Mache unit

A unit of concentration of radioactive material, = 3.64 emans = 3.64 × 10⁻¹³ curies per cubic centimeter, defined in 1930 by the International Radium-Standards Committee as that quantity of radon per liter (i.e., radium emanation without the decay products of the radon) which will maintain an ionization saturation current of 0.001 cgs electrostatic units of current in air. In SI units, it is about 13.5 × 10⁻³ becquerels per cubic centimeter. Abbr., M.E.

The unit is named for the Austrian physicist Heinrich Mache (1876–1954).

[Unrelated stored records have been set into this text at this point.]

//! Morph Value - runtime values for shape conversion.
//!
//! This crate provides:
//! - `Value`, the runtime value model (scalars, text, sequences, maps,
//!   entries, objects), each composite tagged with its pooled type
//! - `TypeCapabilities`, the query interface the converter uses to learn a
//!   type's shape and to build empty instances, implemented for `TypePool`

mod capabilities;
mod value;

pub use capabilities::TypeCapabilities;
pub use value::{Elements, Heap, MapValue, ObjectValue, PairValue, SeqValue, Value};
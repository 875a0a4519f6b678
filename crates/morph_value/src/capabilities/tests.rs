use super::*;
use morph_types::ClassDef;
use pretty_assertions::assert_eq;

#[test]
fn collection_queries() {
    let pool = TypePool::new();
    assert!(pool.is_collection_type(pool.list(Idx::INT)));
    assert!(pool.is_collection_type(pool.array(Idx::STR)));
    assert!(!pool.is_collection_type(Idx::STR));
    assert!(!pool.is_collection_type(Idx::INT));

    let map = pool.map(Idx::STR, Idx::INT);
    assert!(pool.is_key_value_collection_type(map));
    assert!(!pool.is_key_value_collection_type(pool.list(Idx::INT)));
}

#[test]
fn interface_queries() {
    let pool = TypePool::new();
    assert!(pool.is_interface(pool.sequence(Idx::INT)));
    assert!(pool.is_interface(pool.map_interface(Idx::STR, Idx::INT)));
    assert!(!pool.is_interface(pool.list(Idx::INT)));
}

#[test]
fn empty_sequence_is_typed() {
    let pool = TypePool::new();
    let widget = pool.register_class(ClassDef::concrete("Widget")).unwrap();

    let empty = pool.empty_sequence(widget);
    assert_eq!(empty.runtime_type(), pool.sequence(widget));
    assert_eq!(empty.as_seq().map(crate::SeqValue::len), Some(0));
}

#[test]
fn instantiate_list_and_map() {
    let pool = TypePool::new();
    let list = pool.list(Idx::INT);
    let map = pool.map(Idx::STR, Idx::INT);

    let ctor = pool.find_zero_arg_constructor(list).unwrap();
    assert_eq!(pool.instantiate(&ctor), Some(Value::seq(list, Vec::new())));

    let ctor = pool.find_zero_arg_constructor(map).unwrap();
    assert_eq!(
        pool.instantiate(&ctor),
        Some(Value::map(map, pool.pair(Idx::STR, Idx::INT), Vec::new()))
    );
}

#[test]
fn instantiate_classes() {
    let pool = TypePool::new();
    let widget = pool
        .register_class(ClassDef::concrete("Widget").with_default_constructor())
        .unwrap();
    let widgets = pool
        .register_class(
            ClassDef::concrete("WidgetList")
                .with_element(widget)
                .with_default_constructor(),
        )
        .unwrap();

    let ctor = pool.find_zero_arg_constructor(widgets).unwrap();
    assert_eq!(pool.instantiate(&ctor), Some(Value::seq(widgets, Vec::new())));

    let ctor = pool.find_zero_arg_constructor(widget).unwrap();
    let instance = pool.instantiate(&ctor).unwrap();
    assert_eq!(instance.runtime_type(), widget);
    assert!(instance.as_object().is_some());
}

#[test]
fn parameterised_constructor_is_not_run() {
    let pool = TypePool::new();
    let list = pool.list(Idx::INT);
    let ctor = Constructor {
        owner: list,
        index: 1,
        arity: 1,
    };
    assert_eq!(pool.instantiate(&ctor), None);
}

#[test]
fn describe_uses_pool_names() {
    let pool = TypePool::new();
    let list = pool.list(Idx::STR);
    assert_eq!(TypeCapabilities::describe(&pool, list), "List<str>");
}
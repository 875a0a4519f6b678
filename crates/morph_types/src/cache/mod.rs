//! Concurrent memo table keyed by [`ReflectionCacheKey`].
//!
//! Entries live as long as the cache itself. There is no eviction.

use dashmap::DashMap;
use rustc_hash::FxBuildHasher;

use crate::ReflectionCacheKey;

/// Memoizes reflection-derived artifacts so repeated lookups are O(1).
pub struct ReflectionCache<V> {
    entries: DashMap<ReflectionCacheKey, V, FxBuildHasher>,
}

impl<V: Clone> ReflectionCache<V> {
    /// Create an empty cache.
    pub fn new() -> Self {
        ReflectionCache {
            entries: DashMap::with_hasher(FxBuildHasher),
        }
    }

    /// Get a cached value.
    pub fn get(&self, key: &ReflectionCacheKey) -> Option<V> {
        self.entries.get(key).map(|entry| entry.value().clone())
    }

    /// Insert a value, returning the previous one.
    pub fn insert(&self, key: ReflectionCacheKey, value: V) -> Option<V> {
        self.entries.insert(key, value)
    }

    /// Get the cached value, computing and storing it on first use.
    ///
    /// `compute` runs at most once per key under the entry's shard lock, so
    /// it must not touch this cache.
    pub fn get_or_insert_with(&self, key: ReflectionCacheKey, compute: impl FnOnce() -> V) -> V {
        if let Some(hit) = self.get(&key) {
            return hit;
        }
        self.entries.entry(key).or_insert_with(compute).value().clone()
    }

    /// Number of cached entries.
    pub fn len(&self) -> usize {
        self.entries.len()
    }

    /// Check if nothing is cached.
    pub fn is_empty(&self) -> bool {
        self.entries.is_empty()
    }

    /// Drop every entry.
    pub fn clear(&self) {
        self.entries.clear();
    }
}

impl<V: Clone> Default for ReflectionCache<V> {
    fn default() -> Self {
        Self::new()
    }
}

#[cfg(test)]
#[allow(
    clippy::unwrap_used,
    reason = "tests use unwrap to panic on unexpected state"
)]
use super::*;

#[test]
fn collection_of_scalar_is_plain_collection() {
    let flags = TypeFlags::collection_of(TypeFlags::IS_PRIMITIVE);
    assert!(flags.is_collection());
    assert!(!flags.is_key_value());
}

#[test]
fn collection_of_pairs_is_key_value() {
    let flags = TypeFlags::collection_of(TypeFlags::IS_PAIR);
    assert!(flags.is_collection());
    assert!(flags.is_key_value());
}

#[test]
fn interface_query() {
    let flags = TypeFlags::IS_COLLECTION | TypeFlags::IS_INTERFACE;
    assert!(flags.is_interface());
    assert!(!TypeFlags::IS_CLASS.is_interface());
}
//! Type capability queries consumed by the shape converter.
//!
//! The converter never inspects types itself. Everything it needs to know
//! about a target type (collection-ness, key/value shape, element type,
//! interface-ness, constructibility) comes through [`TypeCapabilities`].

use morph_types::{Constructor, Idx, Tag, TypePool};

use crate::Value;

/// Shape questions about pooled types, plus the factories that build empty
/// instances.
///
/// Implementations absorb their own failures: a type that cannot be built
/// yields `None`, never a panic.
pub trait TypeCapabilities: Send + Sync {
    /// Zero-or-more element container, excluding text.
    fn is_collection_type(&self, ty: Idx) -> bool;

    /// Associative (key -> value) collection.
    fn is_key_value_collection_type(&self, ty: Idx) -> bool;

    /// First generic argument of a collection type.
    fn element_type(&self, ty: Idx) -> Option<Idx>;

    fn is_interface(&self, ty: Idx) -> bool;

    /// Array type over `elem`, used when wrapping a scalar.
    fn array_of(&self, elem: Idx) -> Idx;

    /// Empty generic sequence over `elem`.
    fn empty_sequence(&self, elem: Idx) -> Value;

    fn find_zero_arg_constructor(&self, ty: Idx) -> Option<Constructor>;

    /// Run a constructor. `None` when the instance cannot be built.
    fn instantiate(&self, ctor: &Constructor) -> Option<Value>;

    /// Render a type for log output.
    fn describe(&self, ty: Idx) -> String {
        ty.to_string()
    }
}

impl TypeCapabilities for TypePool {
    fn is_collection_type(&self, ty: Idx) -> bool {
        self.flags(ty).is_collection()
    }

    fn is_key_value_collection_type(&self, ty: Idx) -> bool {
        self.flags(ty).is_key_value()
    }

    fn element_type(&self, ty: Idx) -> Option<Idx> {
        TypePool::element_type(self, ty)
    }

    fn is_interface(&self, ty: Idx) -> bool {
        self.flags(ty).is_interface()
    }

    fn array_of(&self, elem: Idx) -> Idx {
        self.array(elem)
    }

    fn empty_sequence(&self, elem: Idx) -> Value {
        Value::seq(self.sequence(elem), Vec::new())
    }

    fn find_zero_arg_constructor(&self, ty: Idx) -> Option<Constructor> {
        self.zero_arg_constructor(ty)
    }

    fn instantiate(&self, ctor: &Constructor) -> Option<Value> {
        if ctor.arity != 0 {
            tracing::debug!(ty = %self.display(ctor.owner), arity = ctor.arity, "only parameterless constructors can be run");
            return None;
        }
        let owner = ctor.owner;
        let flags = self.flags(owner);
        match self.tag(owner)? {
            Tag::Map => {
                let (key, value) = self.key_value_args(owner)?;
                Some(Value::map(owner, self.pair(key, value), Vec::new()))
            }
            Tag::List => Some(Value::seq(owner, Vec::new())),
            Tag::Class if flags.is_interface() => None,
            Tag::Class if flags.is_key_value() => {
                let entry_ty = TypePool::element_type(self, owner).unwrap_or(Idx::NONE);
                Some(Value::map(owner, entry_ty, Vec::new()))
            }
            Tag::Class if flags.is_collection() => Some(Value::seq(owner, Vec::new())),
            Tag::Class => Some(Value::object(owner, rustc_hash::FxHashMap::default())),
            _ => None,
        }
    }

    fn describe(&self, ty: Idx) -> String {
        self.display(ty)
    }
}

#[cfg(test)]
#[allow(
    clippy::unwrap_used,
    reason = "tests use unwrap to panic on unexpected state"
)]
mod tests;
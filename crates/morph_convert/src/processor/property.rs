//! Reading values off source objects.

use morph_value::{ObjectValue, Value};
use tracing::trace;

use super::{is_empty, ProcessContext, Processor};

/// Reads a named field from the source object.
///
/// The source is the object in `ctx.value`, or `ctx.content` when the value
/// is not an object. With `recursive`, ancestors are searched nearest first
/// until a non-empty field turns up.
#[derive(Clone, Debug)]
pub struct PropertyProcessor {
    pub property_name: String,
    pub recursive: bool,
    pub default_value: Option<Value>,
}

impl PropertyProcessor {
    pub fn new(
        property_name: impl Into<String>,
        recursive: bool,
        default_value: Option<Value>,
    ) -> Self {
        PropertyProcessor {
            property_name: property_name.into(),
            recursive,
            default_value,
        }
    }

    fn lookup(&self, source: &ObjectValue) -> Option<Value> {
        let depth = if self.recursive { usize::MAX } else { 1 };
        source
            .ancestry()
            .take(depth)
            .filter_map(|obj| obj.field(&self.property_name))
            .find(|value| !value.is_blank())
            .cloned()
    }
}

impl Processor for PropertyProcessor {
    fn name(&self) -> &'static str {
        "property"
    }

    fn process(&self, ctx: &mut ProcessContext) -> Option<Value> {
        let source = ctx
            .value
            .as_ref()
            .and_then(Value::as_object)
            .or_else(|| ctx.content.as_ref().and_then(Value::as_object));

        let found = source.and_then(|obj| self.lookup(obj));
        trace!(name = %self.property_name, found = found.is_some(), "property lookup");
        found.or_else(|| self.default_value.clone())
    }
}

/// Falls back to another processor when the current value is empty.
///
/// A non-empty value passes through untouched. Otherwise `ctx.value` is reset
/// to the source content and `next` decides.
pub struct AltPropertyProcessor {
    next: Box<dyn Processor>,
}

impl AltPropertyProcessor {
    /// Fall back to reading `property_name` from the content.
    pub fn new(
        property_name: impl Into<String>,
        recursive: bool,
        default_value: Option<Value>,
    ) -> Self {
        Self::wrapping(PropertyProcessor::new(
            property_name,
            recursive,
            default_value,
        ))
    }

    /// Fall back to an arbitrary processor.
    pub fn wrapping(next: impl Processor + 'static) -> Self {
        AltPropertyProcessor {
            next: Box::new(next),
        }
    }
}

impl Processor for AltPropertyProcessor {
    fn name(&self) -> &'static str {
        "alt_property"
    }

    fn process(&self, ctx: &mut ProcessContext) -> Option<Value> {
        if !is_empty(ctx.value.as_ref()) {
            return ctx.value.clone();
        }
        trace!(fallback = self.next.name(), "value empty, using fallback");
        ctx.value.clone_from(&ctx.content);
        self.next.process(ctx)
    }
}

A major use of the Mache unit was in evaluations of the radioactivity of mineral springs — supposed at the time to be beneficial. In the time in which discovery of radioactivity created a sensation, “taking the waters” was a common recreational and therapeutic activity. Visitors to springs and spas might soak in one pool for psoriasis, and drink water from another spring for liver ailments. That the water of a particular spring was significantly radioactive became an attraction. Mache himself measured the radioactivity of springs, and such measurements were often made with an instrument called the Mache-Meyer fontactometer.

“The Mache-Meyer fontactometer¹⁷ was the third instrument used. Its ionization chamber had the relatively large volume of 14 liters. The central electrode is 25 cm. long and 0.5 cm. in diameter. The fontactometer has been widely used especially on the continent of Europe for determining the activity of natural waters.”

17. Phys[ikalische]. Zeit[schrift]., 10, 860 (1909).

T. H. Leaming, Herman Schlundt and Julius Underwood.
Comparison of the ionization currents due to equal quantities of radium emanation in different types of electroscopes.
Transactions of the American Electrochemical Society, vol. 30 (1917) Pages 365-378.

For a table of measurements of the radioactivity of various springs (not just in Colorado), all in Mache units, see

Herman Schlundt.
The radioactivity of some Colorado springs.
Journal of Physical Chemistry, vol 18, no. 8, pages 662-666 (1914).

For amusing (horrifying?) examples of the use of the Mache unit in quack medicine, visit the Oak Ridge Associated Universities site:



Mache Unit (M. E.) is a concentration unit referred to the Rn content of 1 liter of water or gas, etc. It is that quantity of Rn per liter which without decay products and with complete utilization of the α-particles can maintain by its ionization of air a saturation current of 10⁻³ e.s.u..
       1 M.E. corresponds to 3.64·10⁻¹⁰ curie/liter = 3.64 Eman.

M. Curie, A. Debierne, A. S. Eve, H. Geiger, O. Hahn, S. C. Lind, St. Meyer, E. Rutherford and E. Schweidler.
The Radioactive Constants as of 1930. Report of the International Radium-Standards Commission.
Reviews of Modern Physics, volume 3, number 3, pages 427-445 (July 1931). Quote from page 432.


We hope that the custom of expressing activities of water and gas samples in terms of Mache units will soon be superseded entirely by stating directly the radium content or curies per liter.

Leaming et al (1917), cited above. Page 377.